Segment Start: Recorded information

//! Error kinds surfaced by the store and the core operations.

/// Failures reported by a `GameRepo` implementation.
#[derive(Debug, Clone, PartialEq, Eq, thiserror::Error)]
pub enum RepoError {
  #[error("Player name already registered: {0}")]
  DuplicateName(String),
  #[error("Referral code already in use: {0}")]
  DuplicateCode(String),
  #[error("Player not found: id={0}")]
  PlayerNotFound(i64),
  /// Connectivity failure of a backing store. `MemoryStore` never fails this
  /// way; persistent `GameRepo` implementations report it.
  #[allow(dead_code)]
  #[error("Storage unavailable: {0}")]
  Unavailable(String),
}

#[derive(Debug, Clone, PartialEq, Eq, thiserror::Error)]
pub enum GameError {
  #[error("No locations available")]
  NoLocations,
  #[error("Location {location_id} has no hints")]
  EmptyHints { location_id: i64 },
  #[error("Location {location_id} has no interesting facts")]
  EmptyFacts { location_id: i64 },
  #[error("Location {location_id} has no knowledge bits")]
  EmptyTrivia { location_id: i64 },
  #[error("Player name already registered")]
  DuplicateName(String),
  #[error("Invalid player name: {0}")]
  InvalidName(String),
  #[error("Player not found")]
  PlayerNotFound(String),
  #[error("Invalid request: {0}")]
  InvalidRequest(String),
  #[error("Could not allocate a unique referral code")]
  DuplicateCode,
  #[error(transparent)]
  Repo(RepoError),
}

impl From<RepoError> for GameError {
  fn from(e: RepoError) -> Self {
    match e {
      RepoError::DuplicateName(name) => GameError::DuplicateName(name),
      RepoError::DuplicateCode(_) => GameError::DuplicateCode,
      other => GameError::Repo(other),
    }
  }
}

impl GameError {
  /// Stable snake_case tag for clients that branch on the failure kind.
  pub fn kind(&self) -> &'static str {
    match self {
      GameError::NoLocations => "no_locations",
      GameError::EmptyHints { .. } => "empty_hints",
      GameError::EmptyFacts { .. } => "empty_facts",
      GameError::EmptyTrivia { .. } => "empty_trivia",
      GameError::DuplicateName(_) => "duplicate_name",
      GameError::InvalidName(_) => "invalid_name",
      GameError::PlayerNotFound(_) => "player_not_found",
      GameError::InvalidRequest(_) => "invalid_request",
      GameError::DuplicateCode => "duplicate_code",
      GameError::Repo(_) => "repository",
    }
  }

  /// True for errors caused by the caller's input rather than the server.
  pub fn is_client_error(&self) -> bool {
    matches!(
      self,
      GameError::DuplicateName(_)
        | GameError::InvalidName(_)
        | GameError::PlayerNotFound(_)
        | GameError::InvalidRequest(_)
    )
  }
}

Segment End: Recorded information

Starting at the top, retype every line of the material above exactly.

Written response:
//! Error kinds surfaced by the store and the core operations.

/// Failures reported by a `GameRepo` implementation.
#[derive(Debug, Clone, PartialEq, Eq, thiserror::Error)]
pub enum RepoError {
  #[error("Player name already registered: {0}")]
  DuplicateName(String),
  #[error("Referral code already in use: {0}")]
  DuplicateCode(String),
  #[error("Player not found: id={0}")]
  PlayerNotFound(i64),
  /// Connectivity failure of a backing store. `MemoryStore` never fails this
  /// way; persistent `GameRepo` implementations report it.
  #[allow(dead_code)]
  #[error("Storage unavailable: {0}")]
  Unavailable(String),
}

#[derive(Debug, Clone, PartialEq, Eq, thiserror::Error)]
pub enum GameError {
  #[error("No locations available")]
  NoLocations,
  #[error("Location {location_id} has no hints")]
  EmptyHints { location_id: i64 },
  #[error("Location {location_id} has no interesting facts")]
  EmptyFacts { location_id: i64 },
  #[error("Location {location_id} has no knowledge bits")]
  EmptyTrivia { location_id: i64 },
  #[error("Player name already registered")]
  DuplicateName(String),
  #[error("Invalid player name: {0}")]
  InvalidName(String),
  #[error("Player not found")]
  PlayerNotFound(String),
  #[error("Invalid request: {0}")]
  InvalidRequest(String),
  #[error("Could not allocate a unique referral code")]
  DuplicateCode,
  #[error(transparent)]
  Repo(RepoError),
}

impl From<RepoError> for GameError {
  fn from(e: RepoError) -> Self {
    match e {
      RepoError::DuplicateName(name) => GameError::DuplicateName(name),
      RepoError::DuplicateCode(_) => GameError::DuplicateCode,
      other => GameError::Repo(other),
    }
  }
}

impl GameError {
  /// Stable snake_case tag for clients that branch on the failure kind.
  pub fn kind(&self) -> &'static str {
    match self {
      GameError::NoLocations => "no_locations",
      GameError::EmptyHints { .. } => "empty_hints",
      GameError::EmptyFacts { .. } => "empty_facts",
      GameError::EmptyTrivia { .. } => "empty_trivia",
      GameError::DuplicateName(_) => "duplicate_name",
      GameError::InvalidName(_) => "invalid_name",
      GameError::PlayerNotFound(_) => "player_not_found",
      GameError::InvalidRequest(_) => "invalid_request",
      GameError::DuplicateCode => "duplicate_code",
      GameError::Repo(_) => "repository",
    }
  }

  /// True for errors caused by the caller's input rather than the server.
  pub fn is_client_error(&self) -> bool {
    matches!(
      self,
      GameError::DuplicateName(_)
        | GameError::InvalidName(_)
        | GameError::PlayerNotFound(_)
        | GameError::InvalidRequest(_)
    )
  }
}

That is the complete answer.